Americans have never been particularly adept at discussing public policy, but whatever skill they possessed has been wiped clean by social media. The disintegration of public discourse has been happening for a while. Long gone, for instance, are the days of open-air debates where political candidates would exchange ideas for hours. The U.S. senatorial debates between Abraham Lincoln and Stephen Douglas in 1858 immediately come to mind.
“In each debate either Douglas or Lincoln would open with an hour address,” explains an article on the National Park Service website. “The other would then speak for an hour and a half. The first then had 30 minutes of rebuttal.”
Today? Good luck getting an American audience to listen to a rebuttal for 30 seconds, let alone 30 minutes.
The emergence of radio, and then television, began the slide into rhetorical inanity. Media theorist Neil Postman described TV’s influence adeptly in his 1985 book “Amusing Ourselves to Death.”
“Americans no longer talk to each other; they entertain each other,” wrote Postman. “They do not exchange ideas; they exchange images. They do not argue with propositions; they argue with good looks, celebrities, and commercials.”

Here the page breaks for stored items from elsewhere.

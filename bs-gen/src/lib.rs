#![deny(
    // This is overly strict, of course. The intent is somewhat of a "quality seal," less to fix everything, and more to force us to add inline allows, which are even more needlessly verbose, but give us a mechanism to say "we think this is okay, but you might want to take a second look here."
    clippy::nursery,
    clippy::pedantic,
)]
#![warn(missing_docs)]

//! # bs-gen – hazard-model fitting and synthetic browsing-session generation
//!
//! bs-gen turns a recorded browsing log into a generative model of how a user moves between
//! websites and how long they stay, then samples new sessions from it.
//!
//! ## Pipeline overview
//! 1. Transition model ([`TransitionMatrix`](crate::transition::TransitionMatrix)) – the ordered
//!    sequence of domain changes is counted into a first-order Markov chain whose rows are
//!    normalised so that the outgoing probabilities of each domain sum to 1.
//! 2. Dwell-time models ([`DwellModels`](crate::fitter::DwellModels)) – for every domain, two
//!    Weibull distributions (location fixed at 0) are fitted by maximum likelihood: one to the time
//!    spent on the domain, one to the intervals between route changes inside it.  Domains whose
//!    samples can't support a fit are either excluded or given a pooled model.
//! 3. Simulation ([`SessionSimulator`](crate::simulation::SessionSimulator)) – a two-level renewal
//!    process: draw a visit length, fill it with route changes until the next draw would overrun
//!    the visit, then walk the Markov chain to the next domain.
//!
//! Every random draw comes from a caller-supplied generator, so a seed fully determines a run.
//! Structured records are pushed to a [`SimulationSink`](crate::sink::SimulationSink) as they are
//! produced; turning them into text is the sink's business.

pub mod config;
pub mod fitter;
pub mod model;
pub mod simulation;
pub mod sink;
pub mod transition;
pub mod weibull;

pub use config::{
    FallbackPolicy,
    FitConfig,
    GenConfig,
    SimulationConfig,
};
pub use fitter::{
    DwellLevel,
    DwellModel,
    DwellModels,
    DwellSamples,
    FitFailure,
    FitReport,
};
pub use model::BrowsingModel;
pub use simulation::{
    SessionSimulator,
    Trajectory,
    Visit,
};
pub use sink::{
    JsonLinesSink,
    RecordKind,
    SimulationRecord,
    SimulationSink,
    TextSink,
    VecSink,
};
pub use transition::{
    TransitionMatrix,
    TransitionMatrixBuilder,
};
pub use weibull::WeibullParams;

#[cfg(test)]
mod tests;
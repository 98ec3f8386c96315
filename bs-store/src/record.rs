use bs_core::errors::ParseError;
use chrono::{
    DateTime,
    NaiveDate,
    NaiveDateTime,
    Utc,
};
use serde::Serialize;

/// Record type of page accesses; the only rows that carry a URL in `info`.
pub const ACCESS_TYPE: &str = "access";

const NAIVE_FORMATS: &[&str] = &["%Y-%m-%d %H:%M:%S%.f", "%Y-%m-%dT%H:%M:%S%.f", "%Y-%m-%d %H:%M"];

/// One row of the raw log, before any derivation.
#[derive(Clone, Debug, PartialEq, Eq, Serialize)]
pub struct LogRecord {
    pub timestamp: DateTime<Utc>,
    pub info: String,
    pub record_type: String,
}

impl LogRecord {
    pub fn is_access(&self) -> bool {
        self.record_type == ACCESS_TYPE
    }
}

/// Parse one headerless `timestamp,info,type` row.  `line` is only used for error reporting.
pub fn parse_row(line: usize, row: &str) -> Result<LogRecord, ParseError> {
    let fields = split_fields(row).ok_or(ParseError::UnterminatedQuote { line })?;
    let [ts, info, record_type]: [String; 3] =
        fields.try_into().map_err(|f: Vec<String>| ParseError::ColumnCount { line, found: f.len() })?;

    let timestamp =
        parse_timestamp(&ts).ok_or_else(|| ParseError::Timestamp { line, value: ts.trim().to_owned() })?;

    Ok(LogRecord {
        timestamp,
        info: info.trim().to_owned(),
        record_type: record_type.trim().to_owned(),
    })
}

/// Accepts RFC 3339 and the common naive `date time` layouts; naive values are taken as UTC.
pub fn parse_timestamp(value: &str) -> Option<DateTime<Utc>> {
    let value = value.trim();
    if let Ok(dt) = DateTime::parse_from_rfc3339(value) {
        return Some(dt.with_timezone(&Utc));
    }

    NAIVE_FORMATS
        .iter()
        .find_map(|fmt| NaiveDateTime::parse_from_str(value, fmt).ok())
        .or_else(|| {
            NaiveDate::parse_from_str(value, "%Y-%m-%d")
                .ok()
                .and_then(|d| d.and_hms_opt(0, 0, 0))
        })
        .map(|naive| naive.and_utc())
}

// Minimal CSV field splitter: commas separate fields, double quotes group, `""` is a literal quote.
// Returns `None` if a quoted field never closes.
pub(crate) fn split_fields(row: &str) -> Option<Vec<String>> {
    let mut fields = Vec::new();
    let mut current = String::new();
    let mut in_quotes = false;
    let mut chars = row.trim_end_matches(['\r', '\n']).chars().peekable();

    while let Some(c) = chars.next() {
        match (c, in_quotes) {
            ('"', true) if chars.peek() == Some(&'"') => {
                current.push('"');
                chars.next();
            },
            ('"', _) => in_quotes = !in_quotes,
            (',', false) => fields.push(std::mem::take(&mut current)),
            _ => current.push(c),
        }
    }

    if in_quotes {
        return None;
    }
    fields.push(current);
    Some(fields)
}
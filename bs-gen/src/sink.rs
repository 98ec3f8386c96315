//! Destinations for simulation output.
//!
//! The simulator only produces [`SimulationRecord`]s; how they are rendered (if at all) is up to
//! the sink.
use std::io::Write;

use bs_core::domain::Domain;
use serde::{
    Deserialize,
    Serialize,
};

/// Whether a record describes a whole visit or a route change inside one.
#[derive(Clone, Copy, Debug, PartialEq, Eq, Serialize, Deserialize)]
#[serde(rename_all = "lowercase")]
pub enum RecordKind {
    /// A visit to a domain; `duration` is the visit length.
    Domain,
    /// A route change; `duration` is the interval since the previous change in the visit.
    Route,
}

/// One emitted simulation event.
#[derive(Clone, Debug, PartialEq, Serialize, Deserialize)]
pub struct SimulationRecord {
    /// Domain being visited.
    pub domain: Domain,
    /// Visit or route change.
    pub kind: RecordKind,
    /// Duration in seconds.
    pub duration: f64,
}

impl SimulationRecord {
    /// A visit record.
    pub fn domain(domain: &Domain, duration: f64) -> Self {
        Self { domain: domain.clone(), kind: RecordKind::Domain, duration }
    }

    /// A route-change record.
    pub fn route(domain: &Domain, duration: f64) -> Self {
        Self { domain: domain.clone(), kind: RecordKind::Route, duration }
    }
}

/// Receives records as the simulator produces them.
pub trait SimulationSink {
    /// Accept one record.
    fn record(&mut self, record: &SimulationRecord) -> std::io::Result<()>;

    /// Called once a run is over, successful or not.
    fn finish(&mut self) -> std::io::Result<()> {
        Ok(())
    }
}

impl<S: SimulationSink + ?Sized> SimulationSink for Box<S> {
    fn record(&mut self, record: &SimulationRecord) -> std::io::Result<()> {
        (**self).record(record)
    }

    fn finish(&mut self) -> std::io::Result<()> {
        (**self).finish()
    }
}

/// Renders `website: <domain> duration: <secs>` / `website: <domain> route_duration: <secs>`.
pub struct TextSink<W> {
    /// Output stream.
    out: W,
}

impl<W: Write> TextSink<W> {
    /// Write lines to `out`.
    pub const fn new(out: W) -> Self {
        Self { out }
    }

    /// Give back the underlying writer.
    pub fn into_inner(self) -> W {
        self.out
    }
}

impl<W: Write> SimulationSink for TextSink<W> {
    fn record(&mut self, record: &SimulationRecord) -> std::io::Result<()> {
        let label = match record.kind {
            RecordKind::Domain => "duration",
            RecordKind::Route => "route_duration",
        };
        writeln!(self.out, "website: {} {label}: {}", record.domain, record.duration)
    }

    fn finish(&mut self) -> std::io::Result<()> {
        self.out.flush()
    }
}

/// Writes each record as one JSON object per line.
pub struct JsonLinesSink<W> {
    /// Output stream.
    out: W,
}

impl<W: Write> JsonLinesSink<W> {
    /// Write JSON lines to `out`.
    pub const fn new(out: W) -> Self {
        Self { out }
    }

    /// Give back the underlying writer.
    pub fn into_inner(self) -> W {
        self.out
    }
}

impl<W: Write> SimulationSink for JsonLinesSink<W> {
    fn record(&mut self, record: &SimulationRecord) -> std::io::Result<()> {
        serde_json::to_writer(&mut self.out, record)?;
        self.out.write_all(b"\n")
    }

    fn finish(&mut self) -> std::io::Result<()> {
        self.out.flush()
    }
}

/// Keeps every record in memory.
#[derive(Clone, Debug, Default, PartialEq)]
pub struct VecSink {
    /// Records in emission order.
    pub records: Vec<SimulationRecord>,
}

impl SimulationSink for VecSink {
    fn record(&mut self, record: &SimulationRecord) -> std::io::Result<()> {
        self.records.push(record.clone());
        Ok(())
    }
}
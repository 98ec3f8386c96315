use assertables::*;
use rstest::rstest;
use tracing_test::traced_test;

use super::load_str;
use crate::{
    ChangeType,
    Event,
};

const LOG: &str = "\
2024-03-01 12:00:00,https://a.com/,access
2024-03-01 12:00:04,https://A.com/page,access
2024-03-01 12:00:10,https://b.com/,access
2024-03-01 12:01:10,https://a.com/,access
2024-03-01 12:01:11.5,https://a.com/other,access
2024-03-01 12:01:20,https://c.com/,access
";

#[rstest]
fn test_derive_change_types_and_deltas() {
    let events = load_str(LOG).access_events();

    let changes: Vec<_> = events.iter().map(|e| e.change_type).collect();
    assert_eq!(
        changes,
        [
            ChangeType::DomainChange,
            ChangeType::RouteChange,
            ChangeType::DomainChange,
            ChangeType::DomainChange,
            ChangeType::RouteChange,
            ChangeType::DomainChange,
        ]
    );

    let deltas: Vec<_> = events.iter().map(|e| e.time_delta).collect();
    for (got, want) in deltas.iter().zip([0.0, 4.0, 6.0, 60.0, 1.5, 8.5]) {
        assert_in_delta!(*got, want, 1e-9);
    }
}

#[rstest]
fn test_domain_changes_subsequence() {
    let events = load_str(LOG).access_events();
    let domains: Vec<_> = Event::domain_changes(&events).map(|e| e.domain.as_str()).collect();

    assert_eq!(domains, ["https://a.com", "https://b.com", "https://a.com", "https://c.com"]);
}

#[test]
#[traced_test]
fn test_derive_drops_unparsable_urls() {
    let log = "\
2024-03-01 12:00:00,https://a.com/,access
2024-03-01 12:00:05,about:blank,access
2024-03-01 12:00:07,https://a.com/x,access
";
    let events = load_str(log).access_events();

    assert_eq!(events.len(), 2);
    assert_eq!(events[1].change_type, ChangeType::RouteChange);
    assert_in_delta!(events[1].time_delta, 7.0, 1e-9);
    assert!(logs_contain("skipping access with unparsable url"));
}

#[rstest]
fn test_derive_empty() {
    assert!(Event::derive(std::iter::empty()).is_empty());
}
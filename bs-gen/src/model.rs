//! The fitted browsing model the simulator walks.
use bs_store::Event;
use tracing::{
    info,
    instrument,
};

use crate::config::FitConfig;
use crate::fitter::{
    DwellModels,
    DwellSamples,
    FitFailure,
};
use crate::transition::TransitionMatrix;

/// Transition matrix plus dwell-time models, restricted to the same set of domains.
///
/// There is no way to mutate a `BrowsingModel` after it is built; simulations only ever borrow
/// it.
#[derive(Clone, Debug, PartialEq)]
pub struct BrowsingModel {
    /// Next-domain probabilities, over simulatable domains only.
    transitions: TransitionMatrix,
    /// Dwell and route distributions per domain.
    dwell: DwellModels,
}

impl BrowsingModel {
    /// Combine a transition matrix with dwell models.  Domains without a dwell model are removed
    /// from the matrix, so the simulator can never move into a domain it can't simulate.
    pub fn new(transitions: &TransitionMatrix, dwell: DwellModels) -> Self {
        let transitions = transitions.restricted_to(|d| dwell.contains(d));
        Self { transitions, dwell }
    }

    /// Fit the whole model from a derived event sequence.  Returns the model and every per-domain
    /// fit failure (the affected domains were pooled or excluded per `config.fallback`).
    #[instrument(skip_all, fields(events = events.len()))]
    pub fn fit(events: &[Event], config: &FitConfig) -> (Self, Vec<FitFailure>) {
        let transitions = TransitionMatrix::from_domain_changes(events);
        let report = DwellModels::fit(&DwellSamples::from_events(events), config);
        let model = Self::new(&transitions, report.models);

        info!(
            observed = transitions.domains().len(),
            simulatable = model.dwell.len(),
            "built browsing model"
        );
        (model, report.failures)
    }

    /// Next-domain probabilities.
    pub const fn transitions(&self) -> &TransitionMatrix {
        &self.transitions
    }

    /// Per-domain dwell-time models.
    pub const fn dwell(&self) -> &DwellModels {
        &self.dwell
    }
}
impl FieldPath {
    /// Parse `a.b.c` (OData `a/b/c` is accepted too). Returns None for anything else.
    pub fn parse(s: &str) -> Option<FieldPath> {
        let segments: Vec<String> = s.split(['.', '/']).map(str::to_string).collect();
        let valid = segments
            .iter()
            .all(|seg| !seg.is_empty() && seg.chars().all(|c| c.is_ascii_alphanumeric() || c == '_'));
        if valid && !s.is_empty() {
            Some(FieldPath(segments))
        } else {
            None
        }
    }

    pub fn id() -> FieldPath {
        FieldPath(vec!["_id".to_string()])
    }

    pub fn segments(&self) -> &[String] {
        &self.0
    }

    pub fn root(&self) -> &str {
        &self.0[0]
    }

    pub fn is_id(&self) -> bool {
        self.0.len() == 1 && self.0[0] == "_id"
    }

    /// Value at this path; missing fields are None.
    pub fn lookup<'a>(&self, doc: &'a Map<String, Value>) -> Option<&'a Value> {
        let (first, rest) = self.0.split_first()?;
        let mut cur = doc.get(first)?;
        for seg in rest {
            cur = match cur {
                Value::Object(m) => m.get(seg)?,
                Value::Array(a) => a.get(seg.parse::<usize>().ok()?)?,
                _ => return None,
            };
        }
        Some(cur)
    }
}

impl fmt::Display for FieldPath {
    fn fmt(&self, f: &mut fmt::Formatter<'_>) -> fmt::Result {
        f.write_str(&self.0.join("."))
    }
}

#[derive(Clone, Copy, Debug, PartialEq, Eq)]
pub enum CmpOp {
    Eq,
    Ne,
    Gt,
    Ge,
    Lt,
    Le,
}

As if that weren’t bad enough, social media entered the scene in the 21st century. As with all new technologies, social media “alter[ed] the structure of our interests: the things we think about,” explained Postman in “Technopoly: The Surrender of Culture to Technology,” another book he wrote eight years later. “They alter the character of our symbols: the things we think with. And they alter the nature of community: the arena in which thoughts develop.”
New York Times opinion columnist Ezra Klein referenced Postman in an illuminating piece this summer that underscored social media’s influence on our lives: “As a medium, Twitter nudges its users toward ideas that can survive without context, that can travel legibly in under 280 characters. It encourages a constant awareness of what everyone else is discussing. It makes the measure of conversational success not just how others react and respond but how much response there is.”
Put another way, anyone on social media today can become a “shock jock” of the internet in the same way Howard Stern and Rush Limbaugh stirred up controversy on the radio airwaves beginning in the 1980s. When social-media posts address political issues, for example, they’re often emotive, accusatory, and devoid of meaningful substance.
Elected officials now engage in this vacuous activity. Call it “Mudslinging 2.0.” What used to be reserved for political advertisements and isolated jabs during formal political debates – remember them? – has morphed into online threads of finger-pointing and insults that totally ignore the policy details of any issue.
Take the recent Project Veritas “gotcha” video in which Greenwich school administrator Jeremy Boland “allegedly admit[s] to discriminating against Catholics, conservatives, and older teachers.” Republican Senate candidate Leora Levy posted a link to the video, introducing it as “Indoctrination & discrimination” and stating that “Our kids deserve to be educated & taught to think critically, not indoctrinated into Leftist ideology.”
What follows her post is a litany of responses, some of which disparage Levy, some of which criticize educators, some of which make legitimate points, but all of which – taken together – amount to absolutely zero rational discussion of the issue at hand. And that’s because Levy’s original decontextualized post was intentionally inflammatory. Mission accomplished.
Leora Levy is hardly the only politician who stirs up controversy on social media for the sole purpose of grabbing attention. Politicians of all stripes do it. But we must give credit where credit is due: Former president Donald Trump was the master, ceaselessly sending out bombastic and truth-challenged tweets to the tune of 35 times a day during his final six months in office.
Don’t bother looking for anything resembling policy in those tweets. In fact, you’d be wasting your time searching for any specific policy statements at all in the official 2020 platform of Trump’s GOP; it included no changes whatsoever from the official platform in 2016. Such is the state of “policy” in 2022.

In similar fashion, it’s no surprise that Levy’s website contains statements under “Policies” that smack of fearmongering. In a subsection titled “America Is Under Attack,” for instance, we find this diatribe: “In what parallel universe are we living today? When did it become a norm for worried parents to be deemed domestic terrorists, yet criminals are treated like victims, despite wreaking havoc on cities across the nation?”
Good luck finding any actual policies that might address the “havoc” – they’re nowhere to be found on the website. It’s not surprising, considering how much public discourse has deteriorated in the age of social media.